Con nuestro presidente Sánchez ha ocurrido igual. Ya, ya sé que no es un tirano; aunque también sé que no por falta de ganas. En estas comparaciones siempre hay quienes, puntillosos, señalan las diferencias. Estas desde luego existen, porque lo que se establece no es una relación de identidad: en las comparaciones lo que se compara es lo comparable y no lo otro. Aquí lo comparable es el estupor (del dictador o del presidente democrático) ante el abucheo (directo o por medio de las urnas) de la gente que él suponía que lo amaba; la burbuja, blindada, exterior o interior, se lo hacía suponer. Sánchez no será fusilado (he aquí otra diferencia, no menor), porque esto no es una dictadura, vigente o en crisis. Simplemente perderá el poder el próximo 23 de julio por el procedimiento establecido en las democracias: unas elecciones generales.

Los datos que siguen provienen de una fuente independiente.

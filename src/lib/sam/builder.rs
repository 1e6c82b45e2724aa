//! Builders for creating test SAM/BAM records and files.
//!
//! This module provides a fluent API for constructing alignment records in
//! tests, modeled after fgbio's `SamBuilder`. [`RecordBuilder`] assembles a
//! single `RecordBuf`; [`SamBuilder`] manages a header and accumulates
//! records that can be written out as a BAM file.
//!
//! ```rust
//! use dupmark_lib::sam::builder::RecordBuilder;
//!
//! let record = RecordBuilder::new()
//!     .name("read1")
//!     .sequence("ACGT")
//!     .qualities(&[30, 30, 30, 30])
//!     .reference_sequence_id(0)
//!     .alignment_start(100)
//!     .cigar("4M")
//!     .build();
//! ```

use std::num::NonZeroUsize;
use std::path::Path;

use anyhow::Result;
use bstr::BString;
use noodles::core::Position;
use noodles::sam::Header;
use noodles::sam::alignment::io::Write as AlignmentWrite;
use noodles::sam::alignment::record::Flags;
use noodles::sam::alignment::record::MappingQuality;
use noodles::sam::alignment::record::cigar::Op;
use noodles::sam::alignment::record::cigar::op::Kind;
use noodles::sam::alignment::record::data::field::Tag;
use noodles::sam::alignment::record_buf::data::field::Value;
use noodles::sam::alignment::record_buf::{Cigar, QualityScores, RecordBuf, Sequence};
use noodles::sam::header::record::value::Map;
use noodles::sam::header::record::value::map::header::tag as header_tag;
use noodles::sam::header::record::value::map::{
    Header as HeaderMap, ReadGroup, ReferenceSequence,
};

pub const DEFAULT_MAPQ: u8 = 60;
pub const DEFAULT_READ_GROUP_ID: &str = "A";
pub const DEFAULT_REFERENCE_LENGTH: usize = 10_000_000;

/// Parses a CIGAR string like `"10S40M"` into a `Cigar`.
///
/// # Panics
///
/// Panics on malformed input; this is test support code.
#[must_use]
pub fn parse_cigar(cigar: &str) -> Cigar {
    let mut ops = Vec::new();
    let mut len = 0usize;

    for ch in cigar.chars() {
        if let Some(digit) = ch.to_digit(10) {
            len = len * 10 + digit as usize;
            continue;
        }
        let kind = match ch {
            'M' => Kind::Match,
            'I' => Kind::Insertion,
            'D' => Kind::Deletion,
            'N' => Kind::Skip,
            'S' => Kind::SoftClip,
            'H' => Kind::HardClip,
            'P' => Kind::Pad,
            '=' => Kind::SequenceMatch,
            'X' => Kind::SequenceMismatch,
            other => panic!("unknown CIGAR op '{other}' in '{cigar}'"),
        };
        ops.push(Op::new(kind, len));
        len = 0;
    }

    Cigar::from(ops)
}

/// Fluent builder for a single test record.
#[derive(Debug, Default)]
pub struct RecordBuilder {
    name: Option<String>,
    sequence: Option<String>,
    qualities: Option<Vec<u8>>,
    cigar: Option<String>,
    reference_sequence_id: Option<usize>,
    alignment_start: Option<usize>,
    mapping_quality: Option<u8>,
    mate_reference_sequence_id: Option<usize>,
    mate_alignment_start: Option<usize>,
    template_length: i32,
    flag_bits: u16,
    flags_override: Option<Flags>,
    tags: Vec<(Tag, Value)>,
}

impl RecordBuilder {
    #[must_use]
    pub fn new() -> Self {
        Self::default()
    }

    #[must_use]
    pub fn name(mut self, name: &str) -> Self {
        self.name = Some(name.to_string());
        self
    }

    #[must_use]
    pub fn sequence(mut self, bases: &str) -> Self {
        self.sequence = Some(bases.to_string());
        self
    }

    #[must_use]
    pub fn qualities(mut self, qualities: &[u8]) -> Self {
        self.qualities = Some(qualities.to_vec());
        self
    }

    #[must_use]
    pub fn cigar(mut self, cigar: &str) -> Self {
        self.cigar = Some(cigar.to_string());
        self
    }

    #[must_use]
    pub fn reference_sequence_id(mut self, id: usize) -> Self {
        self.reference_sequence_id = Some(id);
        self
    }

    /// 1-based alignment start.
    #[must_use]
    pub fn alignment_start(mut self, start: usize) -> Self {
        self.alignment_start = Some(start);
        self
    }

    #[must_use]
    pub fn mapping_quality(mut self, mapq: u8) -> Self {
        self.mapping_quality = Some(mapq);
        self
    }

    #[must_use]
    pub fn mate_reference_sequence_id(mut self, id: usize) -> Self {
        self.mate_reference_sequence_id = Some(id);
        self
    }

    /// 1-based mate alignment start.
    #[must_use]
    pub fn mate_alignment_start(mut self, start: usize) -> Self {
        self.mate_alignment_start = Some(start);
        self
    }

    #[must_use]
    pub fn template_length(mut self, tlen: i32) -> Self {
        self.template_length = tlen;
        self
    }

    /// Replaces all flag bits with an explicit value.
    #[must_use]
    pub fn flags(mut self, flags: Flags) -> Self {
        self.flags_override = Some(flags);
        self
    }

    #[must_use]
    pub fn paired(self, on: bool) -> Self {
        self.set_bit(Flags::SEGMENTED, on)
    }

    #[must_use]
    pub fn properly_paired(self, on: bool) -> Self {
        self.set_bit(Flags::PROPERLY_SEGMENTED, on)
    }

    #[must_use]
    pub fn first_segment(self, on: bool) -> Self {
        self.set_bit(Flags::FIRST_SEGMENT, on).set_bit(Flags::LAST_SEGMENT, !on)
    }

    #[must_use]
    pub fn reverse_complement(self, on: bool) -> Self {
        self.set_bit(Flags::REVERSE_COMPLEMENTED, on)
    }

    #[must_use]
    pub fn mate_reverse_complement(self, on: bool) -> Self {
        self.set_bit(Flags::MATE_REVERSE_COMPLEMENTED, on)
    }

    #[must_use]
    pub fn unmapped(self, on: bool) -> Self {
        self.set_bit(Flags::UNMAPPED, on)
    }

    #[must_use]
    pub fn mate_unmapped(self, on: bool) -> Self {
        self.set_bit(Flags::MATE_UNMAPPED, on)
    }

    #[must_use]
    pub fn duplicate(self, on: bool) -> Self {
        self.set_bit(Flags::DUPLICATE, on)
    }

    #[must_use]
    pub fn qc_fail(self, on: bool) -> Self {
        self.set_bit(Flags::QC_FAIL, on)
    }

    /// Adds a string-valued auxiliary tag (e.g. `RG`).
    ///
    /// # Panics
    ///
    /// Panics when the tag is not two bytes.
    #[must_use]
    pub fn tag(mut self, tag: &str, value: &str) -> Self {
        let bytes = tag.as_bytes();
        assert_eq!(bytes.len(), 2, "tags are two characters");
        self.tags.push((Tag::from([bytes[0], bytes[1]]), Value::String(BString::from(value))));
        self
    }

    fn set_bit(mut self, flag: Flags, on: bool) -> Self {
        if on {
            self.flag_bits |= u16::from(flag);
        } else {
            self.flag_bits &= !u16::from(flag);
        }
        self
    }

    /// Builds the record.
    ///
    /// Unlike real aligner output, qualities stay empty unless set; several
    /// tests rely on records that carry no quality string.
    ///
    /// # Panics
    ///
    /// Panics on out-of-range positions; this is test support code.
    #[must_use]
    pub fn build(self) -> RecordBuf {
        let mut record = RecordBuf::default();

        if let Some(name) = self.name {
            *record.name_mut() = Some(name.into());
        }

        *record.flags_mut() = self.flags_override.unwrap_or_else(|| Flags::from(self.flag_bits));

        if let Some(id) = self.reference_sequence_id {
            *record.reference_sequence_id_mut() = Some(id);
        }
        if let Some(start) = self.alignment_start {
            *record.alignment_start_mut() =
                Some(Position::try_from(start).expect("alignment_start must be >= 1"));
        }
        if let Some(mapq) = self.mapping_quality {
            *record.mapping_quality_mut() =
                Some(MappingQuality::try_from(mapq).expect("mapping_quality must be valid"));
        }
        if let Some(cigar) = self.cigar {
            *record.cigar_mut() = parse_cigar(&cigar);
        }
        if let Some(id) = self.mate_reference_sequence_id {
            *record.mate_reference_sequence_id_mut() = Some(id);
        }
        if let Some(start) = self.mate_alignment_start {
            *record.mate_alignment_start_mut() =
                Some(Position::try_from(start).expect("mate_alignment_start must be >= 1"));
        }
        *record.template_length_mut() = self.template_length;
        if let Some(bases) = self.sequence {
            *record.sequence_mut() = Sequence::from(bases.into_bytes());
        }
        if let Some(qualities) = self.qualities {
            *record.quality_scores_mut() = QualityScores::from(qualities);
        }
        for (tag, value) in self.tags {
            record.data_mut().insert(tag, value);
        }

        record
    }
}

/// Accumulates test records under a managed header.
#[derive(Debug)]
pub struct SamBuilder {
    /// SAM header with reference sequences and a default read group.
    pub header: Header,
    records: Vec<RecordBuf>,
}

impl Default for SamBuilder {
    fn default() -> Self {
        Self::new()
    }
}

impl SamBuilder {
    /// Creates a builder whose header declares coordinate sorting, two
    /// reference sequences (`chr1`, `chr2`) and one read group.
    ///
    /// # Panics
    ///
    /// Panics if the fixed reference length is zero (impossible).
    #[must_use]
    pub fn new() -> Self {
        let mut header = Header::builder().set_header(
            Map::<HeaderMap>::builder()
                .insert(header_tag::SORT_ORDER, BString::from("coordinate"))
                .build()
                .unwrap(),
        );

        for name in ["chr1", "chr2"] {
            let map = Map::<ReferenceSequence>::new(
                NonZeroUsize::new(DEFAULT_REFERENCE_LENGTH).unwrap(),
            );
            header = header.add_reference_sequence(BString::from(name), map);
        }

        header = header
            .add_read_group(BString::from(DEFAULT_READ_GROUP_ID), Map::<ReadGroup>::default());

        Self { header: header.build(), records: Vec::new() }
    }

    /// Returns the accumulated records.
    #[must_use]
    pub fn records(&self) -> &[RecordBuf] {
        &self.records
    }

    #[must_use]
    pub fn len(&self) -> usize {
        self.records.len()
    }

    #[must_use]
    pub fn is_empty(&self) -> bool {
        self.records.is_empty()
    }

    /// Adds a pre-built record to the collection.
    pub fn push_record(&mut self, record: RecordBuf) {
        self.records.push(record);
    }

    /// Writes the accumulated records to a BAM file.
    ///
    /// # Errors
    ///
    /// Returns an error if the file cannot be created or written.
    pub fn write_bam(&self, path: &Path) -> Result<()> {
        let file = std::fs::File::create(path)?;
        let mut writer = noodles::bam::io::Writer::new(file);
        writer.write_header(&self.header)?;

        for record in &self.records {
            writer.write_alignment_record(&self.header, record)?;
        }

        writer.finish(&self.header)?;
        Ok(())
    }
}

#[cfg(test)]
mod tests {
    use super::*;

    #[test]
    fn test_parse_cigar() {
        let cigar = parse_cigar("10S40M5H");
        let ops = cigar.as_ref();
        assert_eq!(ops.len(), 3);
        assert_eq!(ops[0], Op::new(Kind::SoftClip, 10));
        assert_eq!(ops[1], Op::new(Kind::Match, 40));
        assert_eq!(ops[2], Op::new(Kind::HardClip, 5));
    }

    #[test]
    fn test_record_builder_basics() {
        let record = RecordBuilder::new()
            .name("r1")
            .sequence("ACGT")
            .qualities(&[30, 30, 30, 30])
            .reference_sequence_id(1)
            .alignment_start(100)
            .cigar("4M")
            .paired(true)
            .first_segment(true)
            .build();

        assert_eq!(record.name().map(AsRef::as_ref), Some(b"r1".as_slice()));
        assert_eq!(record.reference_sequence_id(), Some(1));
        assert_eq!(record.alignment_start().map(usize::from), Some(100));
        assert!(record.flags().is_segmented());
        assert!(record.flags().is_first_segment());
        assert_eq!(record.quality_scores().as_ref(), &[30, 30, 30, 30]);
    }

    #[test]
    fn test_record_builder_tags() {
        let record = RecordBuilder::new().name("r1").sequence("ACGT").tag("RG", "A").build();
        let Some(Value::String(s)) = record.data().get(b"RG") else {
            panic!("missing RG tag");
        };
        let bytes: &[u8] = s.as_ref();
        assert_eq!(bytes, b"A");
    }

    #[test]
    fn test_sam_builder_header() {
        let builder = SamBuilder::new();
        assert_eq!(builder.header.reference_sequences().len(), 2);
        assert_eq!(builder.header.read_groups().len(), 1);
        assert!(crate::sam::is_coordinate_sorted(&builder.header));
    }

    #[test]
    fn test_sam_builder_write_bam() {
        let dir = tempfile::TempDir::new().unwrap();
        let path = dir.path().join("test.bam");

        let mut builder = SamBuilder::new();
        builder.push_record(
            RecordBuilder::new()
                .name("r1")
                .sequence("ACGT")
                .qualities(&[30; 4])
                .reference_sequence_id(0)
                .alignment_start(100)
                .cigar("4M")
                .build(),
        );
        builder.write_bam(&path).unwrap();

        let mut reader = noodles::bam::io::Reader::new(std::fs::File::open(&path).unwrap());
        let header = reader.read_header().unwrap();
        let mut record = RecordBuf::default();
        assert!(reader.read_record_buf(&header, &mut record).unwrap() > 0);
        assert_eq!(record.name().map(AsRef::as_ref), Some(b"r1".as_slice()));
        assert_eq!(reader.read_record_buf(&header, &mut record).unwrap(), 0);
    }
}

Su comparecencia del lunes por la mañana, tras el descalabro de su partido y todos sus socios menos Bildu (el crimen se premia en el País Vasco), dio la medida del personaje. Ya la había dado, de hecho, en la misma noche electoral, en que, pese a haber convertido las elecciones municipales y autonómicas en un plebiscito sobre su persona, no compareció en la sede del PSOE. La persona se ausentó. Y reapareció, contrariada, a la mañana siguiente con una rabieta que sus partidarios se pusieron en seguida a celebrar como audacia, el golpe astutísimo de un Napoleón, encima alto y guapo. En esto han quedado nuestros politólogos. Sánchez se lo ha creído, porque en su intervención de ayer miércoles ante los parlamentarios de su partido, que lo aplaudieron a rabiar, ya era el caballo loco de la resiliencia que ha sido durante todos estos años.
Entre tanta aclamación de los suyos, Sánchez no ha podido enterarse de que los españoles quieren que se vaya. Se lo volverán a repetir, ya sin filtro, el próximo verano en plena canícula. Tal vez entonces comprenda que los españoles no quieren que decidan nada relativo al destino de España los independentistas catalanes (no inocentes de golpismo), los herederos de ETA (no incompatibles con la violencia política ni el asesinato) ni los populistas guerracivilistas (excitadores de bajos instintos políticos, alentadores de discordia).
Esto no lo ve Sánchez, ni lo ve el PSOE, ni lo ven nuestros politólogos. Y eso que es una carta de Poe truculenta: no se trata ya, como en el relato, de un sobrecito en un aparador, a la vista de todos pero discreto; se trata de muñones sanguinolentos, no solo a la vista de todos sino también al olfato de todos, por su pestilencia.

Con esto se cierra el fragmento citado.